Been waiting for you more than a year, a few weeks should be nothing ba :/

Tuesday, November 9, 2010

giving up?

this morning, as i woke up to study my chem, i tot to myself, if only ive done my tutorials, n practice regularly, and done well for prelims , all my prelims,maybe i wouldn have freaked out like i am now. if only, i listen to my teachers, if only i don take every exam for granted, if only i don and fool around, if only im more serious wit my schoolwork, if only i know wat i plan ahead for my future early, if only i just focus& do my work, if i only i work hard starting from day one. if only, if only..

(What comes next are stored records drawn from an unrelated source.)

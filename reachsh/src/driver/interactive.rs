//! Dialogue requests: a command, its search strings and wait/response pairs.
//!
//! Commands such as `passwd` or `sudo` ask for input before they finish.
//! Each wait string is a literal that triggers its response once it shows
//! up in the output; pairs are served in the order the host prints them,
//! not the order they were declared.

use secrecy::{ExposeSecret, SecretString};

use super::response::{NOT_FOUND_SENTINEL, SearchMatch};
use crate::cipher::{CIPHER_TEXT_MARKER, Cipher, MASK};
use crate::error::{CipherError, DialogueError};

/// Separator for lists given as a single string.
pub const STRINGS_DELIMITER: char = '|';

/// Key-stroke markers: marker, bytes sent, display form.
const KEY_STROKES: [(&str, &str, &str); 4] = [
    ("$ENTER_KEY", "\n", "<ENTER KEY>"),
    ("$RETURN_KEY", "\r", "<RETURN KEY>"),
    ("$TAB_KEY", "\t", "<TAB KEY>"),
    ("$SPACE_KEY", " ", "<SPACE KEY>"),
];

/// A trigger string and the response to send when it appears.
///
/// # Example
///
/// ```rust
/// use reachsh::driver::WaitResponse;
///
/// // Confirm a prompt with a bare carriage return
/// let pair = WaitResponse::new("Press RETURN", "$RETURN_KEY");
/// assert_eq!(pair.wait, "Press RETURN");
/// ```
#[derive(Debug, Clone, PartialEq, Eq)]
pub struct WaitResponse {
    /// Literal looked for in live output.
    pub wait: String,

    /// Response text, possibly holding key-stroke markers or a `$CT=` value.
    pub response: String,
}

impl WaitResponse {
    /// Create a new wait/response pair.
    pub fn new(wait: impl Into<String>, response: impl Into<String>) -> Self {
        Self {
            wait: wait.into(),
            response: response.into(),
        }
    }

    /// Expand markers and decrypt any cipher text.
    ///
    /// A response that used a key-stroke marker is sent exactly as
    /// expanded; any other response is trimmed and followed by a newline.
    pub fn prepare(&self, cipher: &Cipher) -> Result<PreparedResponse, CipherError> {
        let mut keystroke = false;

        let (payload, display) = match self.response.find(CIPHER_TEXT_MARKER) {
            Some(pos) => {
                let head = &self.response[..pos];
                let rest = &self.response[pos + CIPHER_TEXT_MARKER.len()..];
                let end = rest
                    .find(|c: char| !is_base64_char(c))
                    .unwrap_or(rest.len());
                let plaintext = cipher.decrypt(&rest[..end])?;

                let (head_payload, head_display) = expand_keystrokes(head, &mut keystroke);
                let (tail_payload, tail_display) = expand_keystrokes(&rest[end..], &mut keystroke);
                (
                    format!("{head_payload}{plaintext}{tail_payload}"),
                    format!("{head_display}{MASK}{tail_display}"),
                )
            }
            None => expand_keystrokes(&self.response, &mut keystroke),
        };

        let payload = if keystroke {
            payload
        } else {
            format!("{}\n", payload.trim())
        };

        Ok(PreparedResponse {
            wait: self.wait.clone(),
            payload: SecretString::from(payload),
            display,
        })
    }
}

fn is_base64_char(c: char) -> bool {
    c.is_ascii_alphanumeric() || matches!(c, '+' | '/' | '=')
}

fn expand_keystrokes(text: &str, used: &mut bool) -> (String, String) {
    let mut payload = text.to_string();
    let mut display = text.to_string();
    for (marker, bytes, shown) in KEY_STROKES {
        if payload.contains(marker) {
            *used = true;
            payload = payload.replace(marker, bytes);
            display = display.replace(marker, shown);
        }
    }
    (payload, display)
}

/// A response ready to be written to the channel.
#[derive(Debug, Clone)]
pub struct PreparedResponse {
    /// Literal looked for in live output.
    pub wait: String,

    payload: SecretString,

    /// Masked form safe for logs and screens.
    pub display: String,
}

impl PreparedResponse {
    /// Bytes to write, secrets included.
    pub fn payload(&self) -> &[u8] {
        self.payload.expose_secret().as_bytes()
    }
}

/// One command exchange.
///
/// # Example
///
/// ```rust
/// use reachsh::driver::DialogueSpec;
///
/// let spec = DialogueSpec::new("passwd testuser")
///     .wait("New", "mypass3")
///     .wait("Retype", "mypass3")
///     .search("successfully");
/// assert!(spec.validate().is_ok());
/// ```
#[derive(Debug, Clone, Default, PartialEq, Eq)]
pub struct DialogueSpec {
    /// Command line sent to the shell.
    pub command: String,

    /// Alternatives looked for in the finished output, in priority order.
    /// May contain the `$NF` sentinel.
    pub search: Vec<String>,

    /// Report strings, one per search entry, written to the results log
    /// instead of the bare match.
    pub report: Vec<String>,

    /// Wait/response pairs.
    pub waits: Vec<WaitResponse>,
}

impl DialogueSpec {
    /// A dialogue that just runs `command`.
    pub fn new(command: impl Into<String>) -> Self {
        Self {
            command: command.into(),
            ..Default::default()
        }
    }

    /// Add a search string.
    pub fn search(mut self, search: impl Into<String>) -> Self {
        self.search.push(search.into());
        self
    }

    /// Add a report string for the search entry at the same position.
    pub fn report(mut self, report: impl Into<String>) -> Self {
        self.report.push(report.into());
        self
    }

    /// Add a wait/response pair.
    pub fn wait(mut self, wait: impl Into<String>, response: impl Into<String>) -> Self {
        self.waits.push(WaitResponse::new(wait, response));
        self
    }

    /// Build a dialogue from `|`-delimited lists.
    ///
    /// Empty strings mean empty lists. Fails when the wait and response
    /// lists, or the search and report lists, have different lengths.
    pub fn from_delimited(
        command: &str,
        search: &str,
        report: &str,
        wait: &str,
        response: &str,
    ) -> Result<Self, DialogueError> {
        let waits = split_list(wait);
        let responses = split_list(response);
        if waits.len() != responses.len() {
            return Err(DialogueError::Invalid {
                message: format!(
                    "{} wait string(s) but {} response string(s)",
                    waits.len(),
                    responses.len()
                ),
            });
        }

        let spec = Self {
            command: command.to_string(),
            search: split_list(search),
            report: split_list(report),
            waits: waits
                .into_iter()
                .zip(responses)
                .map(|(wait, response)| WaitResponse { wait, response })
                .collect(),
        };
        spec.validate()?;
        Ok(spec)
    }

    /// Check the request before anything is sent.
    pub fn validate(&self) -> Result<(), DialogueError> {
        let invalid = |message: &str| {
            Err(DialogueError::Invalid {
                message: message.to_string(),
            })
        };

        if self.command.trim().is_empty() {
            return invalid("command is empty");
        }
        if self.command.contains(['\n', '\r']) {
            return invalid("command must be a single line");
        }
        if self.search.iter().any(String::is_empty) {
            return invalid("search strings must not be empty");
        }
        if !self.report.is_empty() && self.report.len() != self.search.len() {
            return Err(DialogueError::Invalid {
                message: format!(
                    "{} search string(s) but {} report string(s)",
                    self.search.len(),
                    self.report.len()
                ),
            });
        }
        if self.waits.iter().any(|w| w.wait.is_empty()) {
            return invalid("wait strings must not be empty");
        }
        Ok(())
    }

    /// Whether the not-found sentinel was requested.
    pub fn wants_not_found(&self) -> bool {
        self.search.iter().any(|s| s == NOT_FOUND_SENTINEL)
    }

    /// Search strings other than the sentinel, in declaration order.
    pub fn search_terms(&self) -> impl Iterator<Item = &str> {
        self.search
            .iter()
            .map(String::as_str)
            .filter(|s| *s != NOT_FOUND_SENTINEL)
    }

    /// Search strings formatted as `'a' or 'b'`.
    pub fn search_display(&self) -> String {
        let quoted: Vec<String> = self.search_terms().map(|s| format!("'{s}'")).collect();
        quoted.join(" or ")
    }

    /// Report string mapped to a search classification.
    pub fn report_for(&self, search: &SearchMatch) -> Option<&str> {
        let key = search.as_key()?;
        let index = self.search.iter().position(|s| s == key)?;
        self.report.get(index).map(String::as_str)
    }
}

fn split_list(s: &str) -> Vec<String> {
    if s.is_empty() {
        Vec::new()
    } else {
        s.split(STRINGS_DELIMITER).map(str::to_string).collect()
    }
}

#[cfg(test)]
mod tests {
    use super::*;

    fn payload(pair: &WaitResponse) -> String {
        let prepared = pair.prepare(&Cipher::default()).unwrap();
        String::from_utf8(prepared.payload().to_vec()).unwrap()
    }

    #[test]
    fn test_plain_response_is_trimmed_and_terminated() {
        assert_eq!(payload(&WaitResponse::new("Password", "  hunter2 ")), "hunter2\n");
    }

    #[test]
    fn test_keystroke_response_sent_verbatim() {
        assert_eq!(payload(&WaitResponse::new("More", "$SPACE_KEY")), " ");
        assert_eq!(payload(&WaitResponse::new("Continue", "y$ENTER_KEY")), "y\n");
        assert_eq!(payload(&WaitResponse::new("Press", "$RETURN_KEY")), "\r");

        let prepared = WaitResponse::new("Menu", "$TAB_KEY")
            .prepare(&Cipher::default())
            .unwrap();
        assert_eq!(prepared.payload(), b"\t");
        assert_eq!(prepared.display, "<TAB KEY>");
    }

    #[test]
    fn test_cipher_response_is_decrypted_and_masked() {
        let cipher = Cipher::new("fleet key");
        let secret = "s3cr3t-Pa55";
        let response = format!("{CIPHER_TEXT_MARKER}{}", cipher.encrypt(secret));

        let prepared = WaitResponse::new("[sudo] password", response).prepare(&cipher).unwrap();

        assert_eq!(prepared.payload(), format!("{secret}\n").as_bytes());
        assert_eq!(prepared.display, MASK);
        assert!(!prepared.display.contains(secret));
        assert!(!format!("{prepared:?}").contains(secret));
    }

    #[test]
    fn test_cipher_response_with_keystroke_suffix() {
        let cipher = Cipher::default();
        let response = format!("{CIPHER_TEXT_MARKER}{}$RETURN_KEY", cipher.encrypt("enablepw"));

        let prepared = WaitResponse::new("Password:", response).prepare(&cipher).unwrap();

        assert_eq!(prepared.payload(), b"enablepw\r");
        assert_eq!(prepared.display, format!("{MASK}<RETURN KEY>"));
    }

    #[test]
    fn test_cipher_response_wrong_key_fails() {
        let response = format!("{CIPHER_TEXT_MARKER}{}", Cipher::new("a").encrypt("pw"));
        let err = WaitResponse::new("Password", response)
            .prepare(&Cipher::new("b"))
            .unwrap_err();
        assert!(matches!(err, CipherError::Decrypt | CipherError::Utf8(_)));
    }

    #[test]
    fn test_from_delimited() {
        let spec = DialogueSpec::from_delimited(
            "passwd testuser",
            "successfully|$NF",
            "Changed|Unchanged",
            "New|Retype",
            "mypass3|mypass3",
        )
        .unwrap();

        assert_eq!(spec.search, vec!["successfully", "$NF"]);
        assert_eq!(spec.waits.len(), 2);
        assert_eq!(spec.waits[1], WaitResponse::new("Retype", "mypass3"));
        assert!(spec.wants_not_found());
        assert_eq!(spec.search_terms().collect::<Vec<_>>(), vec!["successfully"]);
        assert_eq!(spec.report_for(&SearchMatch::NotFound), Some("Unchanged"));
        assert_eq!(
            spec.report_for(&SearchMatch::Found("successfully".into())),
            Some("Changed")
        );
        assert_eq!(spec.report_for(&SearchMatch::NoMatch), None);
    }

    #[test]
    fn test_from_delimited_empty_lists() {
        let spec = DialogueSpec::from_delimited("uptime", "", "", "", "").unwrap();
        assert!(spec.search.is_empty());
        assert!(spec.waits.is_empty());
        assert!(!spec.wants_not_found());
    }

    #[test]
    fn test_wait_response_count_mismatch() {
        let err = DialogueSpec::from_delimited("passwd", "", "", "New|Retype", "pw").unwrap_err();
        assert!(matches!(err, DialogueError::Invalid { .. }));

        let err = DialogueSpec::from_delimited("passwd", "", "", "New", "").unwrap_err();
        assert!(matches!(err, DialogueError::Invalid { .. }));
    }

    #[test]
    fn test_search_report_count_mismatch() {
        let err = DialogueSpec::from_delimited("uptime", "load|users", "High", "", "").unwrap_err();
        assert!(matches!(err, DialogueError::Invalid { .. }));
    }

    #[test]
    fn test_invalid_specs() {
        assert!(DialogueSpec::new("").validate().is_err());
        assert!(DialogueSpec::new("ls\nrm -rf /").validate().is_err());
        assert!(DialogueSpec::new("ls").search("").validate().is_err());
        assert!(DialogueSpec::new("ls").wait("", "y").validate().is_err());
        assert!(DialogueSpec::new("ls").search("a").validate().is_ok());
    }

    #[test]
    fn test_search_display() {
        let spec = DialogueSpec::new("x").search("Complete").search("Nothing").search("$NF");
        assert_eq!(spec.search_display(), "'Complete' or 'Nothing'");
    }
}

but it's too late now.in 2 hours time, im officially having my Alevel Chem paper 3. how time flies. i just finished my entire notes, but i felt is not enough. felt super disappointed man. thinking abt yesterday of how my mum giving me support, altho im late for my paper. im damn touch. im abt to cry. but i know i gotta be strong for my paper. it's my last and only chance. today, 30min to memorise all those formulas & organic chem stuff. i think im half prepared but i gonna give my shot anyway.

ytd geog? was just ok. i don expect much. i jus berserah. tats wat im goin to do. jus berserah. cume Allah swt yg tau how my life works. 18 years ive been living in this world, i felt like centuries & u noe wat? ive been living in a dark world. haha. i have so much love actually. my mum, my late dad, my bros and my sis plus my grandma. now wat am i lacking? nth beats family's love. really. nothing. i have friends tat stick wit me, n im so grateful.

im on the verge of giving up. but im not going to give up. i know im mentally tired. physically tired. am so tired. but the support. its more den i ever wish to have. my brother givin me a sign of not to give up & jus give my best shot. "try ur best mira" ): thinking of it. i feel so sad. i suddenly tot of my responsibility towards this family. my family din give up. so why shd i give up? jus like tat? no way. 444 dollars my mum paid this cert of mine. why shd i give up? unless Allah swt stops me and wish me to repeat so i could do better, tats a different thing. i shdn give up now. mira don give up. don give up. 9 more papers to go. u can do it.

yes i can do it. heh . i can do it. not gonna give up. my family don give up. why shd i waste her time & effort? yeah, 2 years. u go mira.


im worried for my results.

Wednesday, November 3, 2010

i want to REALLY start now.


im willing do anything. from now onwards, i wont be the same anymore.

Tuesday, November 2, 2010

I WILL WORK HARD!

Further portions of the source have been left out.